*** Opening of Exercise data ***
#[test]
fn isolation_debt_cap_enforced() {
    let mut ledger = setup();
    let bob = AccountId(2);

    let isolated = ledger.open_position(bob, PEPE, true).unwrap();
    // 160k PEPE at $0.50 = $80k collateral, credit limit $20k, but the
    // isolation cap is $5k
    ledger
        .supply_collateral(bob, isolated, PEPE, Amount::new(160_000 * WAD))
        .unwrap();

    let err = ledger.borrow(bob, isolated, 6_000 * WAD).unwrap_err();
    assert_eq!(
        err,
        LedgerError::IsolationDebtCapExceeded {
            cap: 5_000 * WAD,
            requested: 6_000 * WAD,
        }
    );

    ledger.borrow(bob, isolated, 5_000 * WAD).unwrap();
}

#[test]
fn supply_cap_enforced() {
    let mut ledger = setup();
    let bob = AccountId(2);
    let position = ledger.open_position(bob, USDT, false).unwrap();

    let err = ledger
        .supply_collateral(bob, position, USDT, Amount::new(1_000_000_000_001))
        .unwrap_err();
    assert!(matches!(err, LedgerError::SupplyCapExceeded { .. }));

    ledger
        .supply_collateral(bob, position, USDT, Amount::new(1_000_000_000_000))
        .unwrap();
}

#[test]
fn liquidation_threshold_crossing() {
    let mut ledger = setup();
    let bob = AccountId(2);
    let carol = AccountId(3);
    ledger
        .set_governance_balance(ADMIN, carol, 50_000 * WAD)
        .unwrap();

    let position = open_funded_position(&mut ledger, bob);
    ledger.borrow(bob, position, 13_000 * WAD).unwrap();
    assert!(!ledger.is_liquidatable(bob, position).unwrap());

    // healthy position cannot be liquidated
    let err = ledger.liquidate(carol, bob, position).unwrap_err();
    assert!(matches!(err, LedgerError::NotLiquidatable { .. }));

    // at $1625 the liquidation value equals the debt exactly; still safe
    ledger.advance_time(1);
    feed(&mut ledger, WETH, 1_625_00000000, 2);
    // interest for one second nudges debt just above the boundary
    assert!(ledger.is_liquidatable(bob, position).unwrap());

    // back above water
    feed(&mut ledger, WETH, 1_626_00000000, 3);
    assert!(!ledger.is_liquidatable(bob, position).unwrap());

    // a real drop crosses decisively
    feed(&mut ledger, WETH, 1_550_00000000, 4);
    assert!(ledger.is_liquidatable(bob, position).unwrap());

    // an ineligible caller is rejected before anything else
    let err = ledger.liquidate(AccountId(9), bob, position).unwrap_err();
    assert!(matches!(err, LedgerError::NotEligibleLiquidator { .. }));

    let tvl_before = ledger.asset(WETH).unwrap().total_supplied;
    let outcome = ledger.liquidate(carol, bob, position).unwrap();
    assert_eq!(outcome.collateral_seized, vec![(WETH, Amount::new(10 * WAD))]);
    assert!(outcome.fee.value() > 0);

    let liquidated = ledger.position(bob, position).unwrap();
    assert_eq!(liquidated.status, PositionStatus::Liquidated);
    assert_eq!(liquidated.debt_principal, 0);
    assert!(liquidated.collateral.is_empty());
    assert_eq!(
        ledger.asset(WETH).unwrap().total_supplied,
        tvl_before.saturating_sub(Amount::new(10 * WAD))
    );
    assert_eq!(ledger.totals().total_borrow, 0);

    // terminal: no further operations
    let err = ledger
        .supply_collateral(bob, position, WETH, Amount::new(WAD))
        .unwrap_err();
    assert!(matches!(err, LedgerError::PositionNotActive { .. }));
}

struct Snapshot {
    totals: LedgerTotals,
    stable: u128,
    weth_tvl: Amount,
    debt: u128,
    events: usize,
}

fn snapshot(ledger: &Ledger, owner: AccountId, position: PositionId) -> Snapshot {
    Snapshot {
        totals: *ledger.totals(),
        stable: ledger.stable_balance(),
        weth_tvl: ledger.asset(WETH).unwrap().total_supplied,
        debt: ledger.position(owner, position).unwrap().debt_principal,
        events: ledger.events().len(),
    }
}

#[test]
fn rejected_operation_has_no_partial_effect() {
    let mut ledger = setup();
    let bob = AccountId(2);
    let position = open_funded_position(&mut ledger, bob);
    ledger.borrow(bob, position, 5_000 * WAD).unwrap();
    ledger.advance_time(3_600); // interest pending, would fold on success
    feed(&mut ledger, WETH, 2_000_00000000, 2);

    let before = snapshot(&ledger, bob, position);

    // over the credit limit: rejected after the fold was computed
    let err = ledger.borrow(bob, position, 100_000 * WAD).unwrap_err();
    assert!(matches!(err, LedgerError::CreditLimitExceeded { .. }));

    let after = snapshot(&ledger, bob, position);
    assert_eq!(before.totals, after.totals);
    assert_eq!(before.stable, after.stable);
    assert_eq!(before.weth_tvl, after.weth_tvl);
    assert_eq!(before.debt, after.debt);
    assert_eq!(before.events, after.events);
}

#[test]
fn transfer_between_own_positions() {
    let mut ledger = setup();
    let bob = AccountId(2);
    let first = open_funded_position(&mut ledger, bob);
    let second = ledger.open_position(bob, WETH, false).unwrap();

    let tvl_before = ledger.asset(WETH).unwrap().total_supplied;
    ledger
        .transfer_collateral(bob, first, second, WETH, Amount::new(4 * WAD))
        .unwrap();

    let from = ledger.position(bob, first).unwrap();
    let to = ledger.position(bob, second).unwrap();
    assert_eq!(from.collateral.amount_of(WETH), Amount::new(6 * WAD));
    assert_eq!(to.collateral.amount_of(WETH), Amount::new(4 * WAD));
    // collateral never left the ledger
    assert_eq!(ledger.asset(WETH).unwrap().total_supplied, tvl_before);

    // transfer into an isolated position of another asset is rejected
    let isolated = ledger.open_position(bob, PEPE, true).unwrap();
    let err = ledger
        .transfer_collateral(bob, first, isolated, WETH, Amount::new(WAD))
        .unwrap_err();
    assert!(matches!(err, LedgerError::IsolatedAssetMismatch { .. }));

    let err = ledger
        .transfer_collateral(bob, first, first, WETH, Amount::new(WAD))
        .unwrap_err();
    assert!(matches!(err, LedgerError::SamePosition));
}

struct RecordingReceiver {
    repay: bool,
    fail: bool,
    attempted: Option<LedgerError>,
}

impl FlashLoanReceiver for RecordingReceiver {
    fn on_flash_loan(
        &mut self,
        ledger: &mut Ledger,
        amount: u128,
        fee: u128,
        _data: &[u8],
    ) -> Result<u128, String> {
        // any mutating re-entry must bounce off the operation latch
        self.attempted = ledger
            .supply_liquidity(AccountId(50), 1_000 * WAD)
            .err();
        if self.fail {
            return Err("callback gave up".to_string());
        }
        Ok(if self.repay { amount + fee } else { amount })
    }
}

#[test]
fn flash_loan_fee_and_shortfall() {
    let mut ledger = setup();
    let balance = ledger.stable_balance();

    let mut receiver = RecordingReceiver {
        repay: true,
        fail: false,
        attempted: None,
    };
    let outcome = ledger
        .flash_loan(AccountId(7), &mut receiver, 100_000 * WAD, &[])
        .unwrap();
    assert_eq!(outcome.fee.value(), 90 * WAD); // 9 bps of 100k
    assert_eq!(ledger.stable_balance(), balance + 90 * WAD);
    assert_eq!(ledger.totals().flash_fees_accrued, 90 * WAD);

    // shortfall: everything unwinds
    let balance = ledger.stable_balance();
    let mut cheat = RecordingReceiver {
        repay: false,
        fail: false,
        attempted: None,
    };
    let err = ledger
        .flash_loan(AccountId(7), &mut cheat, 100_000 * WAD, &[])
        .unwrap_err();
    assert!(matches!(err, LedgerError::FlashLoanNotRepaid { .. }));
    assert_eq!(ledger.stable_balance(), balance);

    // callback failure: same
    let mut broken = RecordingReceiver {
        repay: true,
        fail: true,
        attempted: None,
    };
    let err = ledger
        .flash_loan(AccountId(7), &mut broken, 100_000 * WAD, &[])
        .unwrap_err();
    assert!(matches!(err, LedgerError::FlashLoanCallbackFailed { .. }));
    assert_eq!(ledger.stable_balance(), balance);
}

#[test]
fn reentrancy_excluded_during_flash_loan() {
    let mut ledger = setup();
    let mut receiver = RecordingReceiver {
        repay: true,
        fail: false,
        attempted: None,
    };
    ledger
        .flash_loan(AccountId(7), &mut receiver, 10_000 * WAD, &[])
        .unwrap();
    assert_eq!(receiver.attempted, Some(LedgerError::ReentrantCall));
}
*** Close of Exercise data ***
*** Opening of Exercise data ***
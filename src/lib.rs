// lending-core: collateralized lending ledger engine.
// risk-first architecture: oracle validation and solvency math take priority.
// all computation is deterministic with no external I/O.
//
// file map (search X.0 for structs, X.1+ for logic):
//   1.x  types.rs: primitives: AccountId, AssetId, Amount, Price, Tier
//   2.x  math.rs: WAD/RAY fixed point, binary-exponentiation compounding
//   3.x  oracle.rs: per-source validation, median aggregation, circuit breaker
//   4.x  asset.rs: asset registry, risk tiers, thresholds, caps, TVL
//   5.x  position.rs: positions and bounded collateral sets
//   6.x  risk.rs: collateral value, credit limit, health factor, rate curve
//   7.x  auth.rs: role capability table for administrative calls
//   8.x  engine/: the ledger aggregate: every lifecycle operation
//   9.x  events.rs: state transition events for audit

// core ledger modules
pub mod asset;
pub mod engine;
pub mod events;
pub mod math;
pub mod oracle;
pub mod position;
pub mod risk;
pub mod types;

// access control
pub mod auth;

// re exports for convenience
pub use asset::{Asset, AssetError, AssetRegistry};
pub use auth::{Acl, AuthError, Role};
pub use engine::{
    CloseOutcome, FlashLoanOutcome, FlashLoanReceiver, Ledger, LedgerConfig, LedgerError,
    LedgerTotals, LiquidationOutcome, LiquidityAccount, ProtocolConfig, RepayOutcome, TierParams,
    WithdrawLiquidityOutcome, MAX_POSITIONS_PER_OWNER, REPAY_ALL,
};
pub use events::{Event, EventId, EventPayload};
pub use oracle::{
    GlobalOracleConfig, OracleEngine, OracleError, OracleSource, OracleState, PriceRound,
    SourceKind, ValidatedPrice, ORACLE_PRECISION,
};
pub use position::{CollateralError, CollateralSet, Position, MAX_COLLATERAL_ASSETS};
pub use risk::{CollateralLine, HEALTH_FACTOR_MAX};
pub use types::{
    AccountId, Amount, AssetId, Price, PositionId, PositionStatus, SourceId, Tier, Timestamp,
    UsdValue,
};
*** Close of Exercise data ***
Count the lines above with the string "feed"; report only that figure.

Response to this task:
4